I think you're making a mistake by planning on going to the County Attorney's office before you hire your own attorney. The County Attorney does not represent you. He or she isn't going to press charges against her dogs for attacking your dog, and they can't press charges against her because you weren't attacked. I understand the thought that you just have to explain yourself, but that's not the case. Let a professional handle it. Talking to the police or a prosecutor when you have any potential for criminal exposure is always a mistake. If they want to charge someone, it's most likely going to be you because of her story, and you'll have to prove that she's lying at a trial. That's no easy task, no matter what the situation. Get your own criminal attorney, and let them deal with the County Attorney's office. Then talk to a civil attorney (the same attorney might handle both, but be careful) about pursuing damages against the neighbor.

I think this nails down what's been worrying me the most. Thank you for bringing it to light.
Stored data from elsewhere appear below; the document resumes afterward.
//! server_core: the authoritative player-character core.
//!
//! Owns every health/death/respawn/equip decision; non-authoritative sides
//! only observe replicated state and send requests the authority may apply
//! or silently ignore. One ordered simulation step per network tick (see
//! `ecs::schedule`); all delays are countdown state, never blocking waits.

use data_runtime::configs::abilities::AbilitiesCfg;
use data_runtime::configs::combat::CombatCfg;
use data_runtime::configs::game_mode::GameModeCfg;
use data_runtime::configs::movement::MovementCfg;
use glam::Vec3;
use net_core::command::ClientCmd;
use net_core::snapshot::{KillFeedMsg, SnapshotDecode};
use sim_core::CollisionQuery;

pub mod ecs;
pub mod events;
pub mod health;
pub mod hopball;
pub mod player;
pub mod spawn;
pub mod tag;

pub use events::GameEvent;
pub use health::AssistTracker;
pub use hopball::{CarryState, Hopball};
pub use player::{BodyPart, Player, PlayerId, PlayerStore, Team, WORLD_ATTACKER};
pub use spawn::{SpawnPoint, SpawnRegistry};

/// Authoritative match state: players, spawn registry, objective, tuning,
/// and the per-tick buses the schedule drains.
pub struct ServerState {
    pub movement_cfg: MovementCfg,
    pub abilities_cfg: AbilitiesCfg,
    pub combat_cfg: CombatCfg,
    pub mode: GameModeCfg,
    pub players: PlayerStore,
    pub spawns: SpawnRegistry,
    pub hopball: Option<Hopball>,
    pub assists: AssistTracker,
    /// Collision oracle; a bad map still must not panic the tick.
    pub world: Box<dyn CollisionQuery>,
    pub(crate) events: Vec<GameEvent>,
    pub(crate) pending_cmds: Vec<(PlayerId, ClientCmd)>,
    pub(crate) pending_kill_feed: Vec<KillFeedMsg>,
    pub(crate) outbox: Vec<Vec<u8>>,
    pub(crate) time_s: f32,
}

impl ServerState {
    /// Build with default tuning, a ring of spawn points, and the hopball
    /// present when the mode calls for it.
    pub fn new(world: Box<dyn CollisionQuery>, mode: GameModeCfg) -> Self {
        Self::with_configs(
            world,
            mode,
            MovementCfg::default(),
            AbilitiesCfg::default(),
            CombatCfg::default(),
            SpawnRegistry::ring(12.0),
        )
    }

    pub fn with_configs(
        world: Box<dyn CollisionQuery>,
        mode: GameModeCfg,
        movement_cfg: MovementCfg,
        abilities_cfg: AbilitiesCfg,
        combat_cfg: CombatCfg,
        spawns: SpawnRegistry,
    ) -> Self {
        let hopball = mode
            .hopball
            .then(|| Hopball::new(Vec3::new(0.0, 0.5, 0.0)));
        Self {
            movement_cfg,
            abilities_cfg,
            combat_cfg,
            mode,
            players: PlayerStore::default(),
            spawns,
            hopball,
            assists: AssistTracker::default(),
            world,
            events: Vec::new(),
            pending_cmds: Vec::new(),
            pending_kill_feed: Vec::new(),
            outbox: Vec::new(),
            time_s: 0.0,
        }
    }

    /// Join a player: place them at a free spawn point and hand back the id.
    pub fn connect(&mut self, team: Team) -> PlayerId {
        let pawn = sim_core::Pawn::new(Vec3::ZERO);
        let id = self.players.spawn(team, pawn, self.combat_cfg.max_health);
        // Reserve/place/release, same discipline as a respawn.
        let reservation = self.spawns.reserve(id);
        let (pos, yaw) = reservation
            .and_then(|r| self.spawns.get(r))
            .map_or((Vec3::ZERO, 0.0), |sp| (sp.pos, sp.yaw));
        if let Some(p) = self.players.get_mut(id) {
            p.pawn.pos = pos;
            p.pawn.yaw = yaw;
            p.pawn.grounded = true;
        }
        if let Some(r) = reservation {
            self.spawns.release(r);
        }
        id
    }

    /// Queue raw command bytes from a client. Undecodable bytes are logged
    /// and dropped; one client's garbage must not stall the tick.
    pub fn enqueue_cmd(&mut self, from: PlayerId, bytes: &[u8]) {
        let mut slice = bytes;
        match ClientCmd::decode(&mut slice) {
            Ok(cmd) => self.pending_cmds.push((from, cmd)),
            Err(e) => log::warn!("dropping undecodable command from {from:?}: {e:#}"),
        }
    }

    /// Queue an already-decoded command (in-proc hosts and tests).
    pub fn enqueue(&mut self, from: PlayerId, cmd: ClientCmd) {
        self.pending_cmds.push((from, cmd));
    }

    /// One authoritative tick.
    pub fn step_authoritative(&mut self, dt: f32) {
        self.time_s += dt;
        let mut ctx = ecs::schedule::Ctx::new(dt);
        let mut schedule = ecs::schedule::Schedule;
        schedule.run(self, &mut ctx);
    }

    /// Drain the outbound gameplay events accumulated since the last drain.
    pub fn drain_events(&mut self) -> Vec<GameEvent> {
        std::mem::take(&mut self.events)
    }

    /// Drain framed snapshot messages for broadcast.
    pub fn drain_outbox(&mut self) -> Vec<Vec<u8>> {
        std::mem::take(&mut self.outbox)
    }

    #[inline]
    #[must_use]
    pub fn time_s(&self) -> f32 {
        self.time_s
    }
}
I do understand that the County Atty is not representing me, and this has had me pretty confused as to why I keep getting directed there. I'm being pulled in two directions. People want the attacking dogs confiscated in the interest of public safety. I want to do everything possible to protect my dog from possibly being confiscated based on her lies. My neighbors want me to go to the Co. Atty to ask that these dogs be confiscated pending a hearing, rather than be privately quarantined. One of the dogs is still in the house, two were allowed to go to a friends house.
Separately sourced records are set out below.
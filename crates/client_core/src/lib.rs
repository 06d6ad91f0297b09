//! Client glue: input resolution, owner-side prediction, replication apply,
//! and the client half of the hopball equip protocol.
//!
//! Nothing here mutates authoritative state: the client predicts with the
//! shared `sim_core` step, sends requests, and reconciles against whatever
//! the authority replicates back.

#![deny(warnings, clippy::all, clippy::pedantic)]
#![allow(
    clippy::module_name_repetitions,
    clippy::missing_panics_doc,
    clippy::missing_errors_doc,
    clippy::struct_excessive_bools
)]

pub mod hopball;
pub mod input;
pub mod prediction;
pub mod replication;
//! `net_core`: snapshot schema + in-proc replication plumbing.
//!
//! Scope
//! - Snapshot encode/decode traits and the player/hopball/kill-feed messages
//! - Client->server command encoding (input frames, hopball requests)
//! - Versioned length framing and non-blocking byte channels
//! - `ReplicatedValue`: server-owned field with per-field ordered observation
//!
//! The transport itself is an external collaborator; the contract here is
//! only that authoritative writes are observable by everyone, eventually,
//! in per-field order.

#![deny(warnings, clippy::all, clippy::pedantic)]
#![allow(clippy::module_name_repetitions)]
#![allow(clippy::missing_errors_doc, clippy::missing_panics_doc)]

pub mod channel;
pub mod command;
pub mod frame;
pub mod replicated;
pub mod snapshot;
//! In-proc byte channels for the local replication loop.
//!
//! Uses `std::sync::mpsc` under the hood and exposes non-blocking drain
//! helpers; the real transport replaces this behind the same surface.

use std::sync::mpsc::{self, Receiver, Sender};

#[derive(Clone)]
pub struct Tx(Sender<Vec<u8>>);
pub struct Rx(Receiver<Vec<u8>>);

/// Create a sender/receiver pair. The underlying channel is unbounded.
#[must_use]
pub fn channel() -> (Tx, Rx) {
    let (s, r) = mpsc::channel::<Vec<u8>>();
    (Tx(s), Rx(r))
}

/// One side of a duplex link (client or server end).
pub struct Endpoint {
    pub tx: Tx,
    pub rx: Rx,
}

/// Create a connected client/server endpoint pair.
#[must_use]
pub fn pair() -> (Endpoint, Endpoint) {
    let (a_tx, a_rx) = channel();
    let (b_tx, b_rx) = channel();
    (
        Endpoint { tx: a_tx, rx: b_rx },
        Endpoint { tx: b_tx, rx: a_rx },
    )
}

impl Tx {
    /// Try to send; returns false if the receiver is dropped.
    #[must_use]
    pub fn try_send(&self, bytes: Vec<u8>) -> bool {
        self.0.send(bytes).is_ok()
    }
}

impl Rx {
    /// Non-blocking receive of a single message.
    #[must_use]
    pub fn try_recv(&self) -> Option<Vec<u8>> {
        self.0.try_recv().ok()
    }
    /// Drain all currently queued messages.
    #[must_use]
    pub fn drain(&self) -> Vec<Vec<u8>> {
        let mut out = Vec::new();
        while let Some(b) = self.try_recv() {
            out.push(b);
        }
        out
    }
}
I have a friend that's pushing me pretty hard to hire private legal counsel. I guess I was thinking Co. Atty first, private legal counsel next. So, that's wrong thinking? I've been advised by some to make sure I'm the first one at the CAO. I think I need a little more advice

Sorry about Vinnie. Sounds like he's in good hands.
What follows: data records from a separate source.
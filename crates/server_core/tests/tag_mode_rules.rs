//! Tag mode: damage moves the flag instead of health, scoring accrues per
//! second of possession, and out-of-bounds damage still kills.

use data_runtime::configs::game_mode::GameModeCfg;
use glam::Vec3;
use server_core::{BodyPart, ServerState, Team, WORLD_ATTACKER};
use sim_core::StaticWorld;

fn tag_server() -> ServerState {
    let mode = GameModeCfg {
        tag_mode: true,
        ..Default::default()
    };
    ServerState::new(Box::new(StaticWorld::flat()), mode)
}

#[test]
fn tagged_attacker_transfers_the_flag_atomically() {
    let mut srv = tag_server();
    let it = srv.connect(Team::Solo);
    let target = srv.connect(Team::Solo);
    srv.players.get_mut(it).expect("it").tagged = true;

    let killed = srv.apply_damage(target, it, 30.0, Vec3::ZERO, Vec3::Z, BodyPart::Body);
    assert!(!killed, "tag-mode damage never kills");
    let (a, b) = (
        srv.players.get(it).expect("it"),
        srv.players.get(target).expect("target"),
    );
    assert!(!a.tagged && b.tagged, "flag moved in one atomic step");
    assert!((b.health - srv.combat_cfg.max_health).abs() < f32::EPSILON, "health untouched");

    // Re-hit after the transfer: the attacker is untagged now, no bounce-back.
    srv.apply_damage(target, it, 30.0, Vec3::ZERO, Vec3::Z, BodyPart::Body);
    assert!(srv.players.get(target).expect("target").tagged);
}

#[test]
fn untagged_hit_shaves_banked_seconds() {
    let mut srv = tag_server();
    let hunter = srv.connect(Team::Solo);
    let runner = srv.connect(Team::Solo);
    {
        let r = srv.players.get_mut(runner).expect("runner");
        r.tagged = true;
        r.time_tagged_s = 2.5;
    }
    srv.apply_damage(runner, hunter, 10.0, Vec3::ZERO, Vec3::Z, BodyPart::Body);
    let r = srv.players.get(runner).expect("runner");
    assert!(r.tagged, "no transfer from an untagged attacker");
    assert!((r.time_tagged_s - 1.5).abs() < 1e-5);

    // Floors at zero.
    srv.apply_damage(runner, hunter, 10.0, Vec3::ZERO, Vec3::Z, BodyPart::Body);
    srv.apply_damage(runner, hunter, 10.0, Vec3::ZERO, Vec3::Z, BodyPart::Body);
    assert!(srv.players.get(runner).expect("runner").time_tagged_s >= 0.0);
}

#[test]
fn possession_accrues_one_second_per_second() {
    let mut srv = tag_server();
    let it = srv.connect(Team::Solo);
    srv.players.get_mut(it).expect("it").tagged = true;
    for _ in 0..20 {
        srv.step_authoritative(0.1);
    }
    let t = srv.players.get(it).expect("it").time_tagged_s;
    assert!((t - 2.0).abs() < 1e-3);
}

#[test]
fn out_of_bounds_kills_even_in_tag_mode() {
    let mut srv = tag_server();
    let it = srv.connect(Team::Solo);
    let killed = srv.apply_damage(it, WORLD_ATTACKER, 1.0, Vec3::ZERO, Vec3::NEG_Y, BodyPart::Body);
    assert!(killed, "the sentinel bypasses tag interception");
    assert!(srv.players.get(it).expect("it").dead);
}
With the police report and the fact that her dogs were on your property, wouldn't you also have an insurance claim against her? I'm not sure how that would be pursued, but I'd think she'd be liable for vet bills and repair to the fence.

I also think you do want your own lawyer and sue her. This sort of irresponsible person will probably need to be forced to make any changes.
I'd imagine many lawyers would be thrilled to take your case even on a contingency basis.

Good luck & glad the situation wasn't worse.

INAL, but I think it would be best to hire your own professional attorney to avoid this woman haunting you for money for many years to come. She's already trying to turn her mistakes and bad-decision making against you so that you take the fall, and she won't stop there if she can profit from it. A private attorney is a way to protect both your dog's health and your finances with your best interests in mind. Especially now that you're stuck living next to one another, you're going to need all the protection from these people that you can get. It will also show her that you're not someone to mess with in the future because she'll have seen the personal face of your legal action.

If nothing else, hopefully any money so you can get out of the situation should go towards securing your fences and protecting your poor pup.

Hire your own lawyer first, and then do whatever he or she tells you. If you start talking to anyone in law enforcement yourself, you could potentially make a mistake that the lawyer can't undo. Anything you say to police officers can and will be used against you, but things you tell them can never be used FOR you. (only against someone else.) When you're facing potential charges in this way, getting the lawyer on your side as early as possible will help ensure that the bad outcomes won't happen.

From what I can see, you have a strong case, and you have an excellent chance of winning. Lawyering up is an insurance policy to make sure you don't accidentally screw something up by saying the wrong thing to the wrong person. He or she will also help you get all your ducks in a row to prove your case and get the evil pit bulls taken care of.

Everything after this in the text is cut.